PKK members extradition from Sweden, Finland top demand from Turkey
Ankara is putting the promised security guarantees to the test.
Turkey said that it will look to request the extradition of 33 "terror" suspects from Sweden and Finland, which is one of the conditions that Turkey put forth to allow the two countries to join NATO.
Yesterday, Turkish President Recep Tayyip Erdogan lifted his opposition to Sweden and Finland joining NATO in exchange for written security guarantees, which Ankara immediately is putting to the test.
Read more: Turks oppose Sweden, Finland joining NATO over PKK support: Ankara
Bekir Bozdag, the Turkish justice minister, announced that Turkey will be seeking the extradition of Kurdish militants and members of the PKK - Kurdistan Workers' Party - whom Ankara considers responsible for a 2016 coup attempt.
"We will seek the extradition of terrorists from the relevant countries within the framework of the new agreement," Bozdag said.
Turkey, according to Bozdag, will be asking for the extradition of 12 suspects from Finland and 21 from Sweden, who were either members of the PKK or members of a group led by Fethullah Gulen, a preacher based in the US.
Erdogan considered that Finland and Sweden "do not have a clear unequivocal stance against terrorist organizations.
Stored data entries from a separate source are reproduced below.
//! The Conversation Store.
//!
//! Private chats and groups share one id space. Each conversation sits behind
//! its own mutex so unrelated conversations never contend; the id indexes sit
//! behind `RwLock`s and are only held long enough to clone a handle.
//!
//! Writes go to the backend first and are applied in memory only once the
//! backend accepted them.

use std::collections::HashMap;
use std::sync::{Arc, Mutex, MutexGuard, RwLock};

use bmessage_shared::generate_invite_link;
use bmessage_store::{Backend, Group, Message, PrivateChat};
use chrono::{DateTime, Utc};
use tracing::{debug, error, info};

use crate::access::{can_read, check_group_invariants};
use crate::conversation::Conversation;
use crate::error::{CoreError, Result};
use crate::membership::{self, GroupDraft};
use crate::new_id;

pub type ConversationHandle = Arc<Mutex<Conversation>>;

#[derive(Default)]
struct ChatIndex {
    by_id: HashMap<String, ConversationHandle>,
    by_pair: HashMap<(String, String), String>,
}

#[derive(Default)]
struct GroupIndex {
    by_id: HashMap<String, ConversationHandle>,
    by_invite: HashMap<String, String>,
}

pub struct ConversationStore {
    backend: Arc<dyn Backend>,
    chats: RwLock<ChatIndex>,
    groups: RwLock<GroupIndex>,
}

/// Lock a single conversation.
pub fn lock(handle: &ConversationHandle) -> Result<MutexGuard<'_, Conversation>> {
    handle.lock().map_err(|_| CoreError::poisoned())
}

impl ConversationStore {
    /// Load every conversation from `backend` and build the indexes.
    pub fn load(backend: Arc<dyn Backend>) -> Result<Self> {
        let mut chats = ChatIndex::default();
        for chat in backend.load_private_chats()? {
            let [a, b] = &chat.participants;
            chats
                .by_pair
                .insert(PrivateChat::pair_key(a, b), chat.id.clone());
            chats
                .by_id
                .insert(chat.id.clone(), Arc::new(Mutex::new(Conversation::Private(chat))));
        }

        let mut groups = GroupIndex::default();
        for group in backend.load_groups()? {
            groups
                .by_invite
                .insert(group.invite_link.clone(), group.id.clone());
            groups
                .by_id
                .insert(group.id.clone(), Arc::new(Mutex::new(Conversation::Group(group))));
        }

        info!(
            chats = chats.by_id.len(),
            groups = groups.by_id.len(),
            "conversation store loaded"
        );

        Ok(Self {
            backend,
            chats: RwLock::new(chats),
            groups: RwLock::new(groups),
        })
    }

    pub fn backend(&self) -> &Arc<dyn Backend> {
        &self.backend
    }

    /// Find a conversation by id, probing private chats before groups.
    pub fn resolve(&self, id: &str) -> Result<ConversationHandle> {
        if let Some(handle) = self.read_chats()?.by_id.get(id) {
            return Ok(Arc::clone(handle));
        }
        self.read_groups()?
            .by_id
            .get(id)
            .cloned()
            .ok_or_else(|| CoreError::not_found("Conversation"))
    }

    pub fn group(&self, id: &str) -> Result<ConversationHandle> {
        self.read_groups()?
            .by_id
            .get(id)
            .cloned()
            .ok_or_else(|| CoreError::not_found("Group"))
    }

    pub fn group_by_invite(&self, token: &str) -> Result<ConversationHandle> {
        let groups = self.read_groups()?;
        groups
            .by_invite
            .get(token)
            .and_then(|id| groups.by_id.get(id))
            .cloned()
            .ok_or_else(|| CoreError::not_found("Invite link"))
    }

    /// Return the chat between `user_a` and `user_b`, creating it if needed.
    /// The flag is `true` when a new chat was created.
    pub fn find_or_create_private_chat(
        &self,
        user_a: &str,
        user_b: &str,
        now: DateTime<Utc>,
    ) -> Result<(ConversationHandle, bool)> {
        if user_a == user_b {
            return Err(CoreError::validation(
                "a private chat needs two distinct participants",
            ));
        }

        let key = PrivateChat::pair_key(user_a, user_b);
        let mut chats = self.chats.write().map_err(|_| CoreError::poisoned())?;

        if let Some(handle) = chats.by_pair.get(&key).and_then(|id| chats.by_id.get(id)) {
            return Ok((Arc::clone(handle), false));
        }

        let chat = PrivateChat {
            id: new_id(),
            participants: [user_a.to_string(), user_b.to_string()],
            messages: Vec::new(),
            created: now,
        };
        self.backend.save_private_chat(&chat).map_err(|e| {
            error!(error = %e, "failed to persist private chat");
            e
        })?;

        info!(chat = %chat.id, a = %user_a, b = %user_b, "private chat created");

        let id = chat.id.clone();
        let handle = Arc::new(Mutex::new(Conversation::Private(chat)));
        chats.by_pair.insert(key, id.clone());
        chats.by_id.insert(id, Arc::clone(&handle));
        Ok((handle, true))
    }

    /// Create a group with a fresh invite link that no other group uses.
    pub fn create_group(
        &self,
        creator_id: &str,
        draft: GroupDraft,
        now: DateTime<Utc>,
    ) -> Result<ConversationHandle> {
        let mut groups = self.groups.write().map_err(|_| CoreError::poisoned())?;

        let mut invite_link = generate_invite_link();
        while groups.by_invite.contains_key(&invite_link) {
            debug!("invite link collision, regenerating");
            invite_link = generate_invite_link();
        }

        let group = membership::new_group(new_id(), creator_id, draft, invite_link, now)?;
        self.backend.save_group(&group).map_err(|e| {
            error!(error = %e, "failed to persist group");
            e
        })?;

        info!(group = %group.id, creator = %creator_id, members = group.members.len(), "group created");

        let id = group.id.clone();
        groups
            .by_invite
            .insert(group.invite_link.clone(), id.clone());
        let handle = Arc::new(Mutex::new(Conversation::Group(group)));
        groups.by_id.insert(id, Arc::clone(&handle));
        Ok(handle)
    }

    /// Apply `mutate` to a copy of the group's metadata, persist it if it
    /// changed, then commit. Returns the resulting group and the change flag.
    pub fn update_group<F>(&self, handle: &ConversationHandle, mutate: F) -> Result<(Group, bool)>
    where
        F: FnOnce(&mut Group) -> Result<bool>,
    {
        let mut conversation = lock(handle)?;
        let group = conversation
            .as_group_mut()
            .ok_or_else(|| CoreError::not_found("Group"))?;

        let mut draft = membership::metadata_of(group);
        let changed = mutate(&mut draft)?;

        if changed {
            check_group_invariants(&draft).map_err(CoreError::Internal)?;
            self.backend.save_group(&draft).map_err(|e| {
                error!(group = %draft.id, error = %e, "failed to persist group");
                e
            })?;
            draft.messages = std::mem::take(&mut group.messages);
            *group = draft;
        }

        Ok((group.clone(), changed))
    }

    pub fn append_message(&self, conversation: &mut Conversation, message: Message) -> Result<()> {
        self.backend
            .insert_message(conversation.id(), &message)
            .map_err(|e| {
                error!(conversation = %conversation.id(), error = %e, "failed to persist message");
                e
            })?;
        conversation.messages_mut().push(message);
        Ok(())
    }

    /// Overwrite a stored message in place.
    pub fn replace_message(&self, conversation: &mut Conversation, message: Message) -> Result<()> {
        let position = conversation
            .message_position(&message.id)
            .ok_or_else(|| CoreError::not_found("Message"))?;
        self.backend
            .update_message(conversation.id(), &message)
            .map_err(|e| {
                error!(conversation = %conversation.id(), error = %e, "failed to persist message update");
                e
            })?;
        conversation.messages_mut()[position] = message;
        Ok(())
    }

    pub fn remove_message(&self, conversation: &mut Conversation, message_id: &str) -> Result<()> {
        let position = conversation
            .message_position(message_id)
            .ok_or_else(|| CoreError::not_found("Message"))?;
        self.backend
            .remove_message(conversation.id(), message_id)
            .map_err(|e| {
                error!(conversation = %conversation.id(), error = %e, "failed to persist message removal");
                e
            })?;
        conversation.messages_mut().remove(position);
        Ok(())
    }

    /// Snapshots of every conversation `user_id` can read.
    pub fn conversations_of(&self, user_id: &str) -> Result<Vec<Conversation>> {
        let mut handles: Vec<ConversationHandle> =
            self.read_chats()?.by_id.values().cloned().collect();
        handles.extend(self.read_groups()?.by_id.values().cloned());

        let mut visible = Vec::new();
        for handle in &handles {
            let conversation = lock(handle)?;
            if can_read(&conversation, user_id) {
                visible.push(conversation.clone());
            }
        }
        Ok(visible)
    }

    /// Number of private chats and groups.
    pub fn counts(&self) -> Result<(usize, usize)> {
        Ok((self.read_chats()?.by_id.len(), self.read_groups()?.by_id.len()))
    }

    fn read_chats(&self) -> Result<std::sync::RwLockReadGuard<'_, ChatIndex>> {
        self.chats.read().map_err(|_| CoreError::poisoned())
    }

    fn read_groups(&self) -> Result<std::sync::RwLockReadGuard<'_, GroupIndex>> {
        self.groups.read().map_err(|_| CoreError::poisoned())
    }
}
Sweden is the incubation center of terrorist organizations. They bring terrorists to talk in their parliaments," alluding to the PKK and the Revolutionary People's Liberation Front.
Ankara and the PKK have been at odds since 1984, and the group is blacklisted not only by Turkey, but also by the EU and the US.
The memorandum signed on Tuesday between Turkey, Finland and Sweden, says that the European countries pledge to "address Turkey's pending deportation or extradition requests of terror suspects expeditiously and thoroughly".
The two countries also agreed to lift their embargoes on weapons deliveries to Turkey, which were imposed in response to Ankara's 2019 military incursion into Syria.